DATASET EXCERPTS:
====================

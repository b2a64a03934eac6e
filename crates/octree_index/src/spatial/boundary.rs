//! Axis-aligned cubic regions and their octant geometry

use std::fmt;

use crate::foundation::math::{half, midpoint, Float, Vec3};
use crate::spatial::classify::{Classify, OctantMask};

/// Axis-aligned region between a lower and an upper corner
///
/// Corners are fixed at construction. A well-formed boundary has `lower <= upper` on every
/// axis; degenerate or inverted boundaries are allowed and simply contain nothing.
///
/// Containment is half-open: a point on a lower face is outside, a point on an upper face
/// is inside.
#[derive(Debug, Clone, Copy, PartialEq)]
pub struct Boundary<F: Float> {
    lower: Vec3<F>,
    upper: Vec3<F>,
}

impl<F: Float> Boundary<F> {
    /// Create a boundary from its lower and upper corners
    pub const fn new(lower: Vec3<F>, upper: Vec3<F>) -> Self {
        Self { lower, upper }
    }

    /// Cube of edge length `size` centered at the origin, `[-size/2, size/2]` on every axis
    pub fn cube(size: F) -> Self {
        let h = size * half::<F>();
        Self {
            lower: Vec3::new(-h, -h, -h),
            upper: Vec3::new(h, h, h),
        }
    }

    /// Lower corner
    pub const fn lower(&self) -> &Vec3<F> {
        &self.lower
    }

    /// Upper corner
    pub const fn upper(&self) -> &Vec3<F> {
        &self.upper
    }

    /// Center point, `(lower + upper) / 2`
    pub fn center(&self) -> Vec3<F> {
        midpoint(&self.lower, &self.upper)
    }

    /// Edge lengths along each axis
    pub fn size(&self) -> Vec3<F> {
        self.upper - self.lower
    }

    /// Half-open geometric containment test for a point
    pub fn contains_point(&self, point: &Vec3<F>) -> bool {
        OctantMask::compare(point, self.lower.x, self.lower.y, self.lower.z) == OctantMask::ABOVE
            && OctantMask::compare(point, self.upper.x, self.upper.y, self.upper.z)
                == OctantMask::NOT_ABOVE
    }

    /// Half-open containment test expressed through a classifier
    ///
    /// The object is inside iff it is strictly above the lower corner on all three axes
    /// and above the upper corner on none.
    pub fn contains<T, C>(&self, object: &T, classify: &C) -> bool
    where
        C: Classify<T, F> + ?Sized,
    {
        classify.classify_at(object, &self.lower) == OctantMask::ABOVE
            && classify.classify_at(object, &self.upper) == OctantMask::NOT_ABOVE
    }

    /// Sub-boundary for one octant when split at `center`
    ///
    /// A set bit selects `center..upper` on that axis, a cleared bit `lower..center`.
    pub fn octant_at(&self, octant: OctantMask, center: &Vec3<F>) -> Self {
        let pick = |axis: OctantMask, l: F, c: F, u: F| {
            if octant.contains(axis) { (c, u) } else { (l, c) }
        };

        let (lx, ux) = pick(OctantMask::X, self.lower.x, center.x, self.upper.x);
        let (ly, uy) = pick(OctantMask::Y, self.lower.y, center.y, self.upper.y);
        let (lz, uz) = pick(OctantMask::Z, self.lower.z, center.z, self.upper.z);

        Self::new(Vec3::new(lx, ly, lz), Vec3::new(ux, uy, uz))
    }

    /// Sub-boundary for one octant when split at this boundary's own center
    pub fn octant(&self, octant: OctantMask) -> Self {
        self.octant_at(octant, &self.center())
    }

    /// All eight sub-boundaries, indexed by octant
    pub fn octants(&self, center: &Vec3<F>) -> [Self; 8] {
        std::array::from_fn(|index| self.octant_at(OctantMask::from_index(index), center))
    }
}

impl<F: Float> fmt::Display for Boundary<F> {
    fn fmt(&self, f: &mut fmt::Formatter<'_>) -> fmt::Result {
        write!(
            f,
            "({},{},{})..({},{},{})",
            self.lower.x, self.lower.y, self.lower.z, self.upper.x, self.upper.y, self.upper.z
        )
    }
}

====================

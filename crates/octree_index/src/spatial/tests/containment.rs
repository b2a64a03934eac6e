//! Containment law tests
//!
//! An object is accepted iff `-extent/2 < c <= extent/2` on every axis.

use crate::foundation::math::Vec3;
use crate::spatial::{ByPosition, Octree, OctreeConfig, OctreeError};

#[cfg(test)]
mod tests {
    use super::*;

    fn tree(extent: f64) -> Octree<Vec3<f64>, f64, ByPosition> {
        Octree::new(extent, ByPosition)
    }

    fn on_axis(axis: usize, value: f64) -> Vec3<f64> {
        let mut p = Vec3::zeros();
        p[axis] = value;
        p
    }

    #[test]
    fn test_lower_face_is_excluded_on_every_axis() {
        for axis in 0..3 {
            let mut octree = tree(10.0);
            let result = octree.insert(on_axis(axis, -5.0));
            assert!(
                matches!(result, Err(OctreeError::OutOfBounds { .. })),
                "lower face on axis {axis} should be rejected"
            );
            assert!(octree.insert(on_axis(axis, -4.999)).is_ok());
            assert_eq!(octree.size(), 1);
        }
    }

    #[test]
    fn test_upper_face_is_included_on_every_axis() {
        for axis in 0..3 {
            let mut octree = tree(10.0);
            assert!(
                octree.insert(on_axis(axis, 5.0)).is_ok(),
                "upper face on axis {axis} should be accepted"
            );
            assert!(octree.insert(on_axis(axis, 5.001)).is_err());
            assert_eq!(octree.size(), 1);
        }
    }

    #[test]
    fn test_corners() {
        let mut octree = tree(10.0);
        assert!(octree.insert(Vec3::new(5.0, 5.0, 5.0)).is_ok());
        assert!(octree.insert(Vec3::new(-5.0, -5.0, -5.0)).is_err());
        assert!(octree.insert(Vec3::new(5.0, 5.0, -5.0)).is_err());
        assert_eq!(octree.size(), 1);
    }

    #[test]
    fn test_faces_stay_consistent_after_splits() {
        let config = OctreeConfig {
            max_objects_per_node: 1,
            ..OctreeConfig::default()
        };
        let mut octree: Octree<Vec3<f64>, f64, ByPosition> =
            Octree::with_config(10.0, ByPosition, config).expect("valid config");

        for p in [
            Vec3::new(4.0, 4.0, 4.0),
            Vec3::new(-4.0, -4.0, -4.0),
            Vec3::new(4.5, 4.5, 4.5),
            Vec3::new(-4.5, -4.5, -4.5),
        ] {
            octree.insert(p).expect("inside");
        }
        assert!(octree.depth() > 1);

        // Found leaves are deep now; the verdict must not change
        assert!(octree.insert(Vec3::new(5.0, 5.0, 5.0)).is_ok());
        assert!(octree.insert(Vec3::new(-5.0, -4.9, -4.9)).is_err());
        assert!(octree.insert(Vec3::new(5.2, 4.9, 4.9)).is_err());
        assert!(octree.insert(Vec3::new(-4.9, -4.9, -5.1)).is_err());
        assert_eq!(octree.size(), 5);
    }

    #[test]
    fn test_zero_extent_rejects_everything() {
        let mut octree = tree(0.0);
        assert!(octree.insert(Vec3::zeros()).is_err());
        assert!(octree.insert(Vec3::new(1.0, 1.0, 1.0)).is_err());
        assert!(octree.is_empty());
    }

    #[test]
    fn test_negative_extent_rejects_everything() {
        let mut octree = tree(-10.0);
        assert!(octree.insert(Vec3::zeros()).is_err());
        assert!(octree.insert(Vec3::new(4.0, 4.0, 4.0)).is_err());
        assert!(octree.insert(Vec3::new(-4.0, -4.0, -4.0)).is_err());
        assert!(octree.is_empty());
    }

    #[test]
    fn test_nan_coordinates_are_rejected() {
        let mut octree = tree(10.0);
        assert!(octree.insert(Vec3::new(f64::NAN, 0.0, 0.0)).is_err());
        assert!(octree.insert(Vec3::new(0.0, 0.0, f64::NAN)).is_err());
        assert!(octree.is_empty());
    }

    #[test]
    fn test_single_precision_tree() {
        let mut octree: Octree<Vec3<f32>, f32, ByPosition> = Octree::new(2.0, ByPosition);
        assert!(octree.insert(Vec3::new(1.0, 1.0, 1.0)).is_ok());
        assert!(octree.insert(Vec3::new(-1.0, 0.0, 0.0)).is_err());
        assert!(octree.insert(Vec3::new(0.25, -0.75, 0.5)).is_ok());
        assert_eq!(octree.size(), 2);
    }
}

====================

ACTIVITY: Show all lines from the data that contain "inside".

OUTPUT OF THE EXERCISE:
/// is inside.
    /// The object is inside iff it is strictly above the lower corner on all three axes
            octree.insert(p).expect("inside");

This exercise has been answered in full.